### [Records drawn from a dataset]
════════════════

//! # Operation Facade
//!
//! The public surface consumed by the CLI (or any other thin front end):
//! `create`, `update`, and `build_index`, each returning success or a
//! `JarError` plus a list of non-fatal warnings. No process-exit coupling
//! lives here.

use std::fs::File;
use std::io::BufReader;
use std::path::{Path, PathBuf};

use tempfile::NamedTempFile;
use tracing::warn;
use zip::write::ZipWriter;

use crate::builder::{write_archive, WriteOptions};
use crate::classpath;
use crate::error::JarError;
use crate::expand::{expand, Expansion};
use crate::manifest::ManifestModel;
use crate::names::NameNormalizer;
use crate::update::{update_archive, UpdatePlan};

/// Non-fatal diagnostics accumulated by a successful operation.
#[derive(Debug, Default)]
pub struct Outcome {
    pub warnings: Vec<String>,
}

/// Options shared by `create` and `update`.
#[derive(Debug, Default, Clone)]
pub struct JarOptions {
    /// Input files and directories, expanded in order.
    pub inputs: Vec<PathBuf>,
    /// Path to a user-supplied manifest (merged over the old one on update).
    /// Mutually exclusive with `no_manifest`.
    pub manifest: Option<PathBuf>,
    /// Main-class override; ambiguity is validated before any write.
    /// Mutually exclusive with `no_manifest`.
    pub main_class: Option<String>,
    /// STORED entries only, no compression.
    pub store_only: bool,
    /// Do not emit a manifest at all.
    pub no_manifest: bool,
    /// Relocation prefixes stripped from entry names (`-C` directories).
    pub relocations: Vec<PathBuf>,
}

impl JarOptions {
    fn normalizer(&self) -> NameNormalizer {
        let mut normalizer = NameNormalizer::new();
        for prefix in &self.relocations {
            normalizer.register(prefix);
        }
        normalizer
    }

    fn write_options(&self, target: &Path, normalizer: &NameNormalizer) -> WriteOptions {
        WriteOptions {
            store_only: self.store_only,
            suppress_manifest: self.no_manifest,
            self_name: Some(normalizer.normalize(target)),
        }
    }

    /// Rejects combinations the manifest handling cannot honor. The CLI
    /// blocks them at parse time; callers driving this surface directly get
    /// an error instead of a silently ignored option.
    fn validate(&self) -> Result<(), JarError> {
        if self.no_manifest && self.main_class.is_some() {
            return Err(JarError::InvalidOptions(
                "a main-class override cannot be combined with manifest suppression".to_string(),
            ));
        }
        if self.no_manifest && self.manifest.is_some() {
            return Err(JarError::InvalidOptions(
                "a manifest file cannot be combined with manifest suppression".to_string(),
            ));
        }
        Ok(())
    }

    fn load_manifest(&self) -> Result<Option<ManifestModel>, JarError> {
        match &self.manifest {
            Some(path) => {
                let file = File::open(path).map_err(|e| JarError::io(e, path))?;
                let manifest = ManifestModel::read(BufReader::new(file)).map_err(|e| JarError::io(e, path))?;
                Ok(Some(manifest))
            }
            None => Ok(None),
        }
    }
}

fn expand_inputs(opts: &JarOptions, normalizer: &NameNormalizer) -> Result<(Expansion, Vec<String>), JarError> {
    let expansion = expand(&opts.inputs, normalizer)?;
    if !expansion.missing.is_empty() {
        return Err(JarError::MissingInput(expansion.missing));
    }
    let mut warnings = Vec::new();
    if expansion.entries.is_empty() {
        warn!("no entries found in inputs");
        warnings.push("no entries found".to_string());
    }
    Ok((expansion, warnings))
}

/// Builds a brand-new archive at `output`.
pub fn create(output: &Path, opts: &JarOptions) -> Result<Outcome, JarError> {
    opts.validate()?;
    let normalizer = opts.normalizer();
    let (expansion, warnings) = expand_inputs(opts, &normalizer)?;

    let manifest = if opts.no_manifest {
        None
    } else {
        Some(match opts.load_manifest()? {
            Some(manifest) => manifest,
            None => ManifestModel::default_manifest(),
        })
    };
    // validate the override before any output exists
    let manifest = match (manifest, &opts.main_class) {
        (Some(mut m), Some(class)) => {
            m.set_main_class(class)?;
            Some(m)
        }
        (m, _) => m,
    };

    let write_opts = opts.write_options(output, &normalizer);
    let parent = output.parent().filter(|p| !p.as_os_str().is_empty()).unwrap_or(Path::new("."));
    let temp = NamedTempFile::new_in(parent).map_err(|e| JarError::io(e, parent))?;
    let mut zip = ZipWriter::new(temp.as_file().try_clone().map_err(|e| JarError::io(e, temp.path()))?);
    write_archive(&mut zip, &expansion.entries, manifest.as_ref(), &write_opts)?;
    zip.finish()?;
    temp.persist(output).map_err(|e| JarError::io(e.error, output))?;

    Ok(Outcome { warnings })
}

/// Updates `target` in place: new inputs replace same-named entries, a
/// manifest delta merges over the old manifest, everything else is copied
/// verbatim. The original archive survives any failure untouched.
pub fn update(target: &Path, opts: &JarOptions) -> Result<Outcome, JarError> {
    opts.validate()?;
    let normalizer = opts.normalizer();
    let (expansion, warnings) = expand_inputs(opts, &normalizer)?;

    let manifest_delta = opts.load_manifest()?;
    let plan = UpdatePlan {
        manifest_delta: manifest_delta.as_ref(),
        main_class: opts.main_class.as_deref(),
        new_index: None,
    };
    let write_opts = opts.write_options(target, &normalizer);
    update_archive(target, &expansion, &plan, &write_opts)?;

    Ok(Outcome { warnings })
}

/// Computes the transitive classpath closure of `target` and grafts the
/// rendered index into the archive, superseding any previous index entry.
pub fn build_index(target: &Path, extras: &[PathBuf]) -> Result<Outcome, JarError> {
    let (index, warnings) = classpath::build_index(target, extras)?;
    let rendered = index.render();
    let plan = UpdatePlan { new_index: Some(&rendered), ..Default::default() };
    update_archive(target, &Expansion::default(), &plan, &WriteOptions::default())?;
    Ok(Outcome { warnings })
}
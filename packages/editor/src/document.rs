//! # Document
//!
//! The object/instance graph being edited.
//!
//! Objects live in an arena keyed by [`ObjectId`]; instances are owned by
//! their object and keyed by [`InstanceId`]. Nothing outside the arena holds
//! a reference into it, so a whole document can be cloned into a snapshot.
//!
//! ```text
//! Document
//!   ├── object#0 "cube"      instances: [instance#0, instance#1]
//!   └── object#1 "bracket"   instances: [instance#0]
//! ```

use plater_common::{InstanceId, ObjectId};
use serde::{Deserialize, Serialize};
use std::collections::BTreeMap;

/// One placement of an object on the bed
#[derive(Debug, Clone, PartialEq, Serialize, Deserialize)]
pub struct ModelInstance {
    pub id: InstanceId,

    /// Translation in millimetres
    pub offset: [f64; 3],

    /// Rotation around Z in radians
    pub rotation_z: f64,

    /// Uniform scale factor
    pub scale: f64,

    pub printable: bool,
}

impl ModelInstance {
    pub fn new(id: InstanceId, offset: [f64; 3]) -> Self {
        Self {
            id,
            offset,
            rotation_z: 0.0,
            scale: 1.0,
            printable: true,
        }
    }
}

/// An editable object with its instances and per-object print options
#[derive(Debug, Clone, PartialEq, Serialize, Deserialize)]
pub struct ModelObject {
    pub id: ObjectId,
    pub name: String,
    pub instances: Vec<ModelInstance>,

    /// Per-object overrides of the print configuration
    pub options: BTreeMap<String, String>,

    next_instance_id: u32,
}

impl ModelObject {
    fn new(id: ObjectId, name: String) -> Self {
        Self {
            id,
            name,
            instances: Vec::new(),
            options: BTreeMap::new(),
            next_instance_id: 0,
        }
    }

    pub fn instance(&self, id: InstanceId) -> Option<&ModelInstance> {
        self.instances.iter().find(|i| i.id == id)
    }

    pub(crate) fn instance_mut(&mut self, id: InstanceId) -> Option<&mut ModelInstance> {
        self.instances.iter_mut().find(|i| i.id == id)
    }

    pub(crate) fn add_instance(&mut self, offset: [f64; 3]) -> InstanceId {
        let id = InstanceId(self.next_instance_id);
        self.next_instance_id += 1;
        self.instances.push(ModelInstance::new(id, offset));
        id
    }

    pub(crate) fn remove_instance(&mut self, id: InstanceId) -> Option<ModelInstance> {
        let pos = self.instances.iter().position(|i| i.id == id)?;
        Some(self.instances.remove(pos))
    }

    pub fn has_printable_instances(&self) -> bool {
        self.instances.iter().any(|i| i.printable)
    }
}

/// Editable project document
#[derive(Debug, Clone, Default, PartialEq, Serialize, Deserialize)]
pub struct Document {
    objects: BTreeMap<ObjectId, ModelObject>,
    next_object_id: u64,

    /// Current version number (increments on each mutation)
    pub version: u64,
}

impl Document {
    pub fn new() -> Self {
        Self::default()
    }

    pub fn object(&self, id: ObjectId) -> Option<&ModelObject> {
        self.objects.get(&id)
    }

    pub fn objects(&self) -> impl Iterator<Item = &ModelObject> {
        self.objects.values()
    }

    pub fn object_ids(&self) -> Vec<ObjectId> {
        self.objects.keys().copied().collect()
    }

    pub fn contains(&self, id: ObjectId) -> bool {
        self.objects.contains_key(&id)
    }

    pub fn len(&self) -> usize {
        self.objects.len()
    }

    pub fn is_empty(&self) -> bool {
        self.objects.is_empty()
    }

    pub(crate) fn object_mut(&mut self, id: ObjectId) -> Option<&mut ModelObject> {
        self.objects.get_mut(&id)
    }

    pub(crate) fn insert_object(&mut self, name: String) -> ObjectId {
        let id = ObjectId(self.next_object_id);
        self.next_object_id += 1;
        self.objects.insert(id, ModelObject::new(id, name));
        id
    }

    pub(crate) fn remove_object(&mut self, id: ObjectId) -> Option<ModelObject> {
        self.objects.remove(&id)
    }

    pub(crate) fn bump_version(&mut self) -> u64 {
        self.version += 1;
        self.version
    }
}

════════════════

### [ACTIVITY]
Retype the entries above exactly, but only from the line containing "before any write." through the line containing "let file = File::open(path).map_err(|e|", both included.

### [EXERCISE RESPONSE]
    /// Main-class override; ambiguity is validated before any write.
    /// Mutually exclusive with `no_manifest`.
    pub main_class: Option<String>,
    /// STORED entries only, no compression.
    pub store_only: bool,
    /// Do not emit a manifest at all.
    pub no_manifest: bool,
    /// Relocation prefixes stripped from entry names (`-C` directories).
    pub relocations: Vec<PathBuf>,
}

impl JarOptions {
    fn normalizer(&self) -> NameNormalizer {
        let mut normalizer = NameNormalizer::new();
        for prefix in &self.relocations {
            normalizer.register(prefix);
        }
        normalizer
    }

    fn write_options(&self, target: &Path, normalizer: &NameNormalizer) -> WriteOptions {
        WriteOptions {
            store_only: self.store_only,
            suppress_manifest: self.no_manifest,
            self_name: Some(normalizer.normalize(target)),
        }
    }

    /// Rejects combinations the manifest handling cannot honor. The CLI
    /// blocks them at parse time; callers driving this surface directly get
    /// an error instead of a silently ignored option.
    fn validate(&self) -> Result<(), JarError> {
        if self.no_manifest && self.main_class.is_some() {
            return Err(JarError::InvalidOptions(
                "a main-class override cannot be combined with manifest suppression".to_string(),
            ));
        }
        if self.no_manifest && self.manifest.is_some() {
            return Err(JarError::InvalidOptions(
                "a manifest file cannot be combined with manifest suppression".to_string(),
            ));
        }
        Ok(())
    }

    fn load_manifest(&self) -> Result<Option<ManifestModel>, JarError> {
        match &self.manifest {
            Some(path) => {
                let file = File::open(path).map_err(|e| JarError::io(e, path))?;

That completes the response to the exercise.